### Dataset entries
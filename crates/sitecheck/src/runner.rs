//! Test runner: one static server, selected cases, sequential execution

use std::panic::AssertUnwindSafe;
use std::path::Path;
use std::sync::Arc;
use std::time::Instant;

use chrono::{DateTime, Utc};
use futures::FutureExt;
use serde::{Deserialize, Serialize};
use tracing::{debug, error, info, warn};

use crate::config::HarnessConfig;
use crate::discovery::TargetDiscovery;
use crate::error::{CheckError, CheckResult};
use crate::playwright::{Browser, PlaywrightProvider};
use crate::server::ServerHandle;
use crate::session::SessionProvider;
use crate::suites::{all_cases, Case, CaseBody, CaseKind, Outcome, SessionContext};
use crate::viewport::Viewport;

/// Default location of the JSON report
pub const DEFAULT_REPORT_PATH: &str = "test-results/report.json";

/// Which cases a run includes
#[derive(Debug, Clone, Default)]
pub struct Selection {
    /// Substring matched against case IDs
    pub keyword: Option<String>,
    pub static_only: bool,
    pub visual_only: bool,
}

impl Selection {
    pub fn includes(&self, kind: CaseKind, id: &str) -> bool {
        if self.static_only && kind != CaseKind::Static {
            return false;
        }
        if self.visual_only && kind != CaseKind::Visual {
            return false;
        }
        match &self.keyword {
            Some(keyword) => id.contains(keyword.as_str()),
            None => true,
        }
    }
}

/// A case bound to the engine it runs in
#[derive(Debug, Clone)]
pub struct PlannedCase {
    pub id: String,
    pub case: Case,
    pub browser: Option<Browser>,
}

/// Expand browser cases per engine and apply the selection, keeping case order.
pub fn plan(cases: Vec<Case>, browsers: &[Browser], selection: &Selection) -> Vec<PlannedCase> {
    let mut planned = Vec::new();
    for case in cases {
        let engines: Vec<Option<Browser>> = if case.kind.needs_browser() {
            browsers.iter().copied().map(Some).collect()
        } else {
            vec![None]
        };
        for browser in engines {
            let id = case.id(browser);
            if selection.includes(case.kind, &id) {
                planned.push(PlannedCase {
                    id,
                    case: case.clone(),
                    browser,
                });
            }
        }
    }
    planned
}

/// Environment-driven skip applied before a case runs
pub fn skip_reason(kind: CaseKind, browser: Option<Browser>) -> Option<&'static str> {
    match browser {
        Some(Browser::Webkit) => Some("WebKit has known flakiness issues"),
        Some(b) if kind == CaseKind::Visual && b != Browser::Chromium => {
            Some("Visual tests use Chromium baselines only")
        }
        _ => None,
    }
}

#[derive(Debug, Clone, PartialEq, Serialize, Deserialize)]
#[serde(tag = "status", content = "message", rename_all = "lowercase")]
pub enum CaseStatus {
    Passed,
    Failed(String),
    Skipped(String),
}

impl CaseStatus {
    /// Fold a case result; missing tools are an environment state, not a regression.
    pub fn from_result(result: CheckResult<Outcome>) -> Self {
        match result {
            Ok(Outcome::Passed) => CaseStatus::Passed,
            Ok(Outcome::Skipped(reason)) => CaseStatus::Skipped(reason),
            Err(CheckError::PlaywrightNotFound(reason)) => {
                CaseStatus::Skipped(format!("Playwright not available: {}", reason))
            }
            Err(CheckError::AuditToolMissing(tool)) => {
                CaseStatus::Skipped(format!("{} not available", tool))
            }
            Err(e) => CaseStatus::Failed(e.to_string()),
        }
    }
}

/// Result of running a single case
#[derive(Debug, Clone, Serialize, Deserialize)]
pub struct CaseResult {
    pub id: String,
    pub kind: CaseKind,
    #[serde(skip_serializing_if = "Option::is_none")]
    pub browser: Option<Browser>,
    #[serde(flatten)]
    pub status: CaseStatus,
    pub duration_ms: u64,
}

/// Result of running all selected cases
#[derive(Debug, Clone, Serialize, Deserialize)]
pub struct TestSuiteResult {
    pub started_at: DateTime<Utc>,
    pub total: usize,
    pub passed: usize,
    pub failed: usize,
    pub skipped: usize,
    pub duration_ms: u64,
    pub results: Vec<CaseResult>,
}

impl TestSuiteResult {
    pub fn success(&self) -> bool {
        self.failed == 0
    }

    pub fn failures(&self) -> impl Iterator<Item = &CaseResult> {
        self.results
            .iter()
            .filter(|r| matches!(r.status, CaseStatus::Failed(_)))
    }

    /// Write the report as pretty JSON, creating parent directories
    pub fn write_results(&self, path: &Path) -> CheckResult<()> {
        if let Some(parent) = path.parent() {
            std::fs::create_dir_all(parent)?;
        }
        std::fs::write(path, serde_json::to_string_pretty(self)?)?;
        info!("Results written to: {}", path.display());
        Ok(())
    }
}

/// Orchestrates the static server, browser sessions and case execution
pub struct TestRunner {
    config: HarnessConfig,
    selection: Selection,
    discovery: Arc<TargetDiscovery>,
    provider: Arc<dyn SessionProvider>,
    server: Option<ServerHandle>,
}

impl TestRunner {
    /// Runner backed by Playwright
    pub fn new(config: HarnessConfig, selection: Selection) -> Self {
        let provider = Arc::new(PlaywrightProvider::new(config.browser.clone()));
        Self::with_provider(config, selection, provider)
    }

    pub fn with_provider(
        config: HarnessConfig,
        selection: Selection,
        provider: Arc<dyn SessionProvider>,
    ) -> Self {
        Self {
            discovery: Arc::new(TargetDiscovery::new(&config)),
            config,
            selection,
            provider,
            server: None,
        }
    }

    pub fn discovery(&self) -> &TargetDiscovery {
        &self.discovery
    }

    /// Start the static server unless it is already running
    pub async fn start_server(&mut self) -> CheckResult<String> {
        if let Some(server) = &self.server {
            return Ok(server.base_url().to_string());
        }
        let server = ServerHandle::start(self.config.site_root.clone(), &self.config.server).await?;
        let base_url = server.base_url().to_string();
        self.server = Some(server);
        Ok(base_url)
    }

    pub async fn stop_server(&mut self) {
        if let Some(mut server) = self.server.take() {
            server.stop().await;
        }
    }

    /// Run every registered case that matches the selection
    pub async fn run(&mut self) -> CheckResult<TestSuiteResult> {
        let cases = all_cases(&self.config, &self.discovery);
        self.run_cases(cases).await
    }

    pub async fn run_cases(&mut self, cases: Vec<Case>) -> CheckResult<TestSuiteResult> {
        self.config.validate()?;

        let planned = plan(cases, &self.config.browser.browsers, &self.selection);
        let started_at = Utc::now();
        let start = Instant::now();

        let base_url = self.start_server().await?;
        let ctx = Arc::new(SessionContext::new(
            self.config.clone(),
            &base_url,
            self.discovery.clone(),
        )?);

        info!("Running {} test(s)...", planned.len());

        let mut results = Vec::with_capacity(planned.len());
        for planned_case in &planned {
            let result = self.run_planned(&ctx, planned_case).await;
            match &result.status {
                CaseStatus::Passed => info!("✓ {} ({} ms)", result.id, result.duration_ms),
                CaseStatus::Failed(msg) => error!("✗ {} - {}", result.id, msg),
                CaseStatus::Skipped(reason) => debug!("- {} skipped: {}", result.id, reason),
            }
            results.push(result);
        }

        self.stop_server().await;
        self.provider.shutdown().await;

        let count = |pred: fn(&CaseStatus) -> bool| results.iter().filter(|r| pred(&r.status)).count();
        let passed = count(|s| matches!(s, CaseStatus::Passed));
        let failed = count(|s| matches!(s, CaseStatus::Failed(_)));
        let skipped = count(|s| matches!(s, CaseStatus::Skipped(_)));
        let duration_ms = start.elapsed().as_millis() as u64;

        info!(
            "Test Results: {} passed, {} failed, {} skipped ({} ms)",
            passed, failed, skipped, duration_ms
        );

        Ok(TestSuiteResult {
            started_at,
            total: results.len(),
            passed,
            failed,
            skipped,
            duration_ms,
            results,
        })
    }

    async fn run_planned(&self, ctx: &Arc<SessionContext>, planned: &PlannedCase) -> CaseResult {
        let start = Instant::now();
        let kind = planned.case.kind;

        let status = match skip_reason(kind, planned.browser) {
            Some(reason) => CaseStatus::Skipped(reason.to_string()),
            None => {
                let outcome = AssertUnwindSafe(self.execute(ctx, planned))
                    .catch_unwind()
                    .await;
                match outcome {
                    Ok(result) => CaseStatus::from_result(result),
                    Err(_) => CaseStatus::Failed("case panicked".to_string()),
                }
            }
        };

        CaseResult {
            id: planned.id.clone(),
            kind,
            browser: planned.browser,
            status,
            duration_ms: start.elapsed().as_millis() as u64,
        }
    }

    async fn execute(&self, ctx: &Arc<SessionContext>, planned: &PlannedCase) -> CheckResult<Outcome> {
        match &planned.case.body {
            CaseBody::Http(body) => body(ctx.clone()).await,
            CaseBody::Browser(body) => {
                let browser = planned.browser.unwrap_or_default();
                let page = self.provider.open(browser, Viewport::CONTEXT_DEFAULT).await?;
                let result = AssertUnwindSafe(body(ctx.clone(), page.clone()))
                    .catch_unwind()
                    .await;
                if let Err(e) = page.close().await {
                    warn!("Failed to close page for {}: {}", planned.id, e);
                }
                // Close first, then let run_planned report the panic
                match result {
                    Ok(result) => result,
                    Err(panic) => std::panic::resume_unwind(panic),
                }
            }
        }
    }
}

### Requirement
Set aside each line above that includes the string "warn" and report it.

### Solution for this problem
use tracing::{debug, error, info, warn};
                    warn!("Failed to close page for {}: {}", planned.id, e);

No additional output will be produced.